The scientists hope to find a nutritional intervention that could stop the process that develops these carcinogens.

The research began with a small human study based at Penn State University. Researchers there fed participants a weeklong diet lacking any nitrates or garlic. They then gave the participants a dose of sodium nitrate – in a formulation that would not become toxic, but which would show a marker in the urine of the potentially toxic process.

Groups were then treated with capsules containing varying levels of garlic: 1, 3 or 5 grams of fresh garlic, or 3 grams of an aged garlic extract. A separate group received 500 milligrams of ascorbic acid, or vitamin C. Both the nitrate formula and treatments were given for seven days. Urine samples were collected from all of the participants every other day for seven days.

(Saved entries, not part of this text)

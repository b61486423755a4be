use std::ops::Range;

/// A contiguous byte range of the input handed to exactly one worker.
#[derive(Debug, Clone, Copy, PartialEq, Eq)]
pub struct Segment {
    pub id: u64,
    pub start: u64,
    pub length: u64,
}

impl Segment {
    pub fn end(&self) -> u64 {
        self.start + self.length
    }

    pub fn range(&self) -> Range<u64> {
        self.start..self.end()
    }
}

/// Lazily plans segments over `[0, total_len)` in ascending start order.
#[derive(Debug, Clone)]
pub struct SegmentIter {
    total_len: u64,
    segment_size: u64,
    next_start: u64,
    next_id: u64,
}

impl SegmentIter {
    pub fn new(total_len: u64, segment_size: u64) -> Self {
        Self {
            total_len,
            segment_size,
            next_start: 0,
            next_id: 0,
        }
    }
}

impl Iterator for SegmentIter {
    type Item = Segment;

    fn next(&mut self) -> Option<Self::Item> {
        if self.segment_size == 0 || self.next_start >= self.total_len {
            return None;
        }
        let length = (self.total_len - self.next_start).min(self.segment_size);
        let segment = Segment {
            id: self.next_id,
            start: self.next_start,
            length,
        };
        self.next_start += length;
        self.next_id += 1;
        Some(segment)
    }

    fn size_hint(&self) -> (usize, Option<usize>) {
        let remaining = self.total_len.saturating_sub(self.next_start);
        let n = segment_count(remaining, self.segment_size) as usize;
        (n, Some(n))
    }
}

impl ExactSizeIterator for SegmentIter {}

pub fn plan_segments(total_len: u64, segment_size: u64) -> Vec<Segment> {
    SegmentIter::new(total_len, segment_size).collect()
}

pub fn segment_count(total_len: u64, segment_size: u64) -> u64 {
    if segment_size == 0 {
        return 0;
    }
    total_len.div_ceil(segment_size)
}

That research team then turned to Harrison and colleagues, who explored the methods required to precisely quantify biomarkers in urine for both the garlic consumption and the presence of nitrosoproline, the indicator that nitrosation has occurred.

When the urine samples from the pilot garlic study were tested, it showed that the participants who had taken garlic had lower concentrations of the marker for nitrosation than did those who took no garlic. Though the differences were slight, the consumption of 5 grams of garlic per day was associated with the lowest level of the marker for potential carcinogens.

Vitamin C had a similar effect in lowering the marker for nitrosation.

Harrison noted that previous research has suggested that garlic and other plants with sulphur-containing compounds offer a variety of potential health benefits. Many questions remain about exactly what those benefits are and precisely how garlic works as a nutritional intervention.

“The precise mechanism by which garlic and other compounds affect nitrosation is under extensive investigation, but is not clear at this time,” he said.

“What this research does suggest, however, is that garlic may play some role in inhibiting formation of these nitrogen-based toxic substances. This was very small pilot study, so it’s also possible that the more garlic you have, the better it would be.”